*** Entries shown ***
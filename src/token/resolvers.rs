//! Token resolvers and the catalog of provisioned entities they read

use std::collections::HashMap;

use uuid::Uuid;

use crate::model::Template;

/// Category of a provisioned entity tokens can refer to
#[derive(Debug, Clone, Copy, PartialEq, Eq, Hash)]
pub enum EntityKind {
    List,
    WorkflowDefinition,
}

/// Remote identity of a provisioned entity
#[derive(Debug, Clone, PartialEq, Eq)]
pub struct Entity {
    pub id: Uuid,
    /// Site-relative URL, empty where the kind has none
    pub url: String,
}

impl Entity {
    pub fn new(id: Uuid, url: impl Into<String>) -> Self {
        Self { id, url: url.into() }
    }
}

/// Entities created so far in a provisioning run, looked up by
/// case-insensitive name
#[derive(Debug, Clone, Default)]
pub struct EntityCatalog {
    entries: HashMap<(EntityKind, String), Entity>,
}

impl EntityCatalog {
    pub fn new() -> Self {
        Self::default()
    }

    /// Record an entity, returning the entry it replaced
    pub fn insert(&mut self, kind: EntityKind, name: &str, entity: Entity) -> Option<Entity> {
        self.entries.insert((kind, name.to_lowercase()), entity)
    }

    pub fn get(&self, kind: EntityKind, name: &str) -> Option<&Entity> {
        self.entries.get(&(kind, name.to_lowercase()))
    }

    pub fn len(&self) -> usize {
        self.entries.len()
    }

    pub fn is_empty(&self) -> bool {
        self.entries.is_empty()
    }
}

/// Everything a resolver may consult
#[derive(Debug, Clone, Copy)]
pub struct TokenScope<'a> {
    pub template: &'a Template,
    pub site_url: &'a str,
    pub site_collection_url: &'a str,
    pub entities: &'a EntityCatalog,
}

/// Resolves tokens of one prefix
///
/// Returning `None` means the token cannot be resolved yet; the parser then
/// leaves it verbatim or fails, depending on its mode.
pub trait TokenResolver: Send + Sync {
    /// Lowercase prefix this resolver answers to
    fn prefix(&self) -> &str;

    fn resolve(&self, args: &[String], scope: &TokenScope<'_>) -> Option<String>;
}

fn first(args: &[String]) -> Option<&str> {
    args.first().map(String::as_str).filter(|a| !a.is_empty())
}

/// `{listid:Title}`: id of a provisioned list
#[derive(Debug, Clone, Copy, Default)]
pub struct ListIdResolver;

impl TokenResolver for ListIdResolver {
    fn prefix(&self) -> &str {
        "listid"
    }

    fn resolve(&self, args: &[String], scope: &TokenScope<'_>) -> Option<String> {
        let entity = scope.entities.get(EntityKind::List, first(args)?)?;
        Some(entity.id.hyphenated().to_string())
    }
}

/// `{listurl:Title}`: site-relative URL of a provisioned list
#[derive(Debug, Clone, Copy, Default)]
pub struct ListUrlResolver;

impl TokenResolver for ListUrlResolver {
    fn prefix(&self) -> &str {
        "listurl"
    }

    fn resolve(&self, args: &[String], scope: &TokenScope<'_>) -> Option<String> {
        let entity = scope.entities.get(EntityKind::List, first(args)?)?;
        Some(entity.url.clone())
    }
}

/// `{parameter:Name}`: a template parameter value
#[derive(Debug, Clone, Copy, Default)]
pub struct ParameterResolver;

impl TokenResolver for ParameterResolver {
    fn prefix(&self) -> &str {
        "parameter"
    }

    fn resolve(&self, args: &[String], scope: &TokenScope<'_>) -> Option<String> {
        let name = first(args)?;
        let parameters = &scope.template.parameters;
        parameters
            .get(name)
            .or_else(|| {
                parameters
                    .iter()
                    .find(|(k, _)| k.eq_ignore_ascii_case(name))
                    .map(|(_, v)| v)
            })
            .cloned()
    }
}

/// `{site}`: absolute URL of the target site, without a trailing slash
#[derive(Debug, Clone, Copy, Default)]
pub struct SiteResolver;

impl TokenResolver for SiteResolver {
    fn prefix(&self) -> &str {
        "site"
    }

    fn resolve(&self, _args: &[String], scope: &TokenScope<'_>) -> Option<String> {
        Some(scope.site_url.trim_end_matches('/').to_string())
    }
}

/// `{sitecollection}`: absolute URL of the site collection root
#[derive(Debug, Clone, Copy, Default)]
pub struct SiteCollectionResolver;

impl TokenResolver for SiteCollectionResolver {
    fn prefix(&self) -> &str {
        "sitecollection"
    }

    fn resolve(&self, _args: &[String], scope: &TokenScope<'_>) -> Option<String> {
        Some(scope.site_collection_url.trim_end_matches('/').to_string())
    }
}

/// `{wfdefid:DisplayName}`: id of a provisioned workflow definition
#[derive(Debug, Clone, Copy, Default)]
pub struct WorkflowDefinitionIdResolver;

impl TokenResolver for WorkflowDefinitionIdResolver {
    fn prefix(&self) -> &str {
        "wfdefid"
    }

    fn resolve(&self, args: &[String], scope: &TokenScope<'_>) -> Option<String> {
        let entity = scope
            .entities
            .get(EntityKind::WorkflowDefinition, first(args)?)?;
        Some(entity.id.hyphenated().to_string())
    }
}

pub(crate) fn builtin_resolvers() -> Vec<Box<dyn TokenResolver>> {
    vec![
        Box::new(ListIdResolver),
        Box::new(ListUrlResolver),
        Box::new(ParameterResolver),
        Box::new(SiteResolver),
        Box::new(SiteCollectionResolver),
        Box::new(WorkflowDefinitionIdResolver),
    ]
}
*** End of Entries shown ***
● Work instruction:
Retype all the data. Nothing may be left out or altered.

● Output of the task:
filename src/token/resolvers.rs
//! Token resolvers and the catalog of provisioned entities they read

use std::collections::HashMap;

use uuid::Uuid;

use crate::model::Template;

/// Category of a provisioned entity tokens can refer to
#[derive(Debug, Clone, Copy, PartialEq, Eq, Hash)]
pub enum EntityKind {
    List,
    WorkflowDefinition,
}

/// Remote identity of a provisioned entity
#[derive(Debug, Clone, PartialEq, Eq)]
pub struct Entity {
    pub id: Uuid,
    /// Site-relative URL, empty where the kind has none
    pub url: String,
}

impl Entity {
    pub fn new(id: Uuid, url: impl Into<String>) -> Self {
        Self { id, url: url.into() }
    }
}

/// Entities created so far in a provisioning run, looked up by
/// case-insensitive name
#[derive(Debug, Clone, Default)]
pub struct EntityCatalog {
    entries: HashMap<(EntityKind, String), Entity>,
}

impl EntityCatalog {
    pub fn new() -> Self {
        Self::default()
    }

    /// Record an entity, returning the entry it replaced
    pub fn insert(&mut self, kind: EntityKind, name: &str, entity: Entity) -> Option<Entity> {
        self.entries.insert((kind, name.to_lowercase()), entity)
    }

    pub fn get(&self, kind: EntityKind, name: &str) -> Option<&Entity> {
        self.entries.get(&(kind, name.to_lowercase()))
    }

    pub fn len(&self) -> usize {
        self.entries.len()
    }

    pub fn is_empty(&self) -> bool {
        self.entries.is_empty()
    }
}

/// Everything a resolver may consult
#[derive(Debug, Clone, Copy)]
pub struct TokenScope<'a> {
    pub template: &'a Template,
    pub site_url: &'a str,
    pub site_collection_url: &'a str,
    pub entities: &'a EntityCatalog,
}

/// Resolves tokens of one prefix
///
/// Returning `None` means the token cannot be resolved yet; the parser then
/// leaves it verbatim or fails, depending on its mode.
pub trait TokenResolver: Send + Sync {
    /// Lowercase prefix this resolver answers to
    fn prefix(&self) -> &str;

    fn resolve(&self, args: &[String], scope: &TokenScope<'_>) -> Option<String>;
}

fn first(args: &[String]) -> Option<&str> {
    args.first().map(String::as_str).filter(|a| !a.is_empty())
}

/// `{listid:Title}`: id of a provisioned list
#[derive(Debug, Clone, Copy, Default)]
pub struct ListIdResolver;

impl TokenResolver for ListIdResolver {
    fn prefix(&self) -> &str {
        "listid"
    }

    fn resolve(&self, args: &[String], scope: &TokenScope<'_>) -> Option<String> {
        let entity = scope.entities.get(EntityKind::List, first(args)?)?;
        Some(entity.id.hyphenated().to_string())
    }
}

/// `{listurl:Title}`: site-relative URL of a provisioned list
#[derive(Debug, Clone, Copy, Default)]
pub struct ListUrlResolver;

impl TokenResolver for ListUrlResolver {
    fn prefix(&self) -> &str {
        "listurl"
    }

    fn resolve(&self, args: &[String], scope: &TokenScope<'_>) -> Option<String> {
        let entity = scope.entities.get(EntityKind::List, first(args)?)?;
        Some(entity.url.clone())
    }
}

/// `{parameter:Name}`: a template parameter value
#[derive(Debug, Clone, Copy, Default)]
pub struct ParameterResolver;

impl TokenResolver for ParameterResolver {
    fn prefix(&self) -> &str {
        "parameter"
    }

    fn resolve(&self, args: &[String], scope: &TokenScope<'_>) -> Option<String> {
        let name = first(args)?;
        let parameters = &scope.template.parameters;
        parameters
            .get(name)
            .or_else(|| {
                parameters
                    .iter()
                    .find(|(k, _)| k.eq_ignore_ascii_case(name))
                    .map(|(_, v)| v)
            })
            .cloned()
    }
}

/// `{site}`: absolute URL of the target site, without a trailing slash
#[derive(Debug, Clone, Copy, Default)]
pub struct SiteResolver;

impl TokenResolver for SiteResolver {
    fn prefix(&self) -> &str {
        "site"
    }

    fn resolve(&self, _args: &[String], scope: &TokenScope<'_>) -> Option<String> {
        Some(scope.site_url.trim_end_matches('/').to_string())
    }
}

/// `{sitecollection}`: absolute URL of the site collection root
#[derive(Debug, Clone, Copy, Default)]
pub struct SiteCollectionResolver;

impl TokenResolver for SiteCollectionResolver {
    fn prefix(&self) -> &str {
        "sitecollection"
    }

    fn resolve(&self, _args: &[String], scope: &TokenScope<'_>) -> Option<String> {
        Some(scope.site_collection_url.trim_end_matches('/').to_string())
    }
}

/// `{wfdefid:DisplayName}`: id of a provisioned workflow definition
#[derive(Debug, Clone, Copy, Default)]
pub struct WorkflowDefinitionIdResolver;

impl TokenResolver for WorkflowDefinitionIdResolver {
    fn prefix(&self) -> &str {
        "wfdefid"
    }

    fn resolve(&self, args: &[String], scope: &TokenScope<'_>) -> Option<String> {
        let entity = scope
            .entities
            .get(EntityKind::WorkflowDefinition, first(args)?)?;
        Some(entity.id.hyphenated().to_string())
    }
}

pub(crate) fn builtin_resolvers() -> Vec<Box<dyn TokenResolver>> {
    vec![
        Box::new(ListIdResolver),
        Box::new(ListUrlResolver),
        Box::new(ParameterResolver),
        Box::new(SiteResolver),
        Box::new(SiteCollectionResolver),
        Box::new(WorkflowDefinitionIdResolver),
    ]
}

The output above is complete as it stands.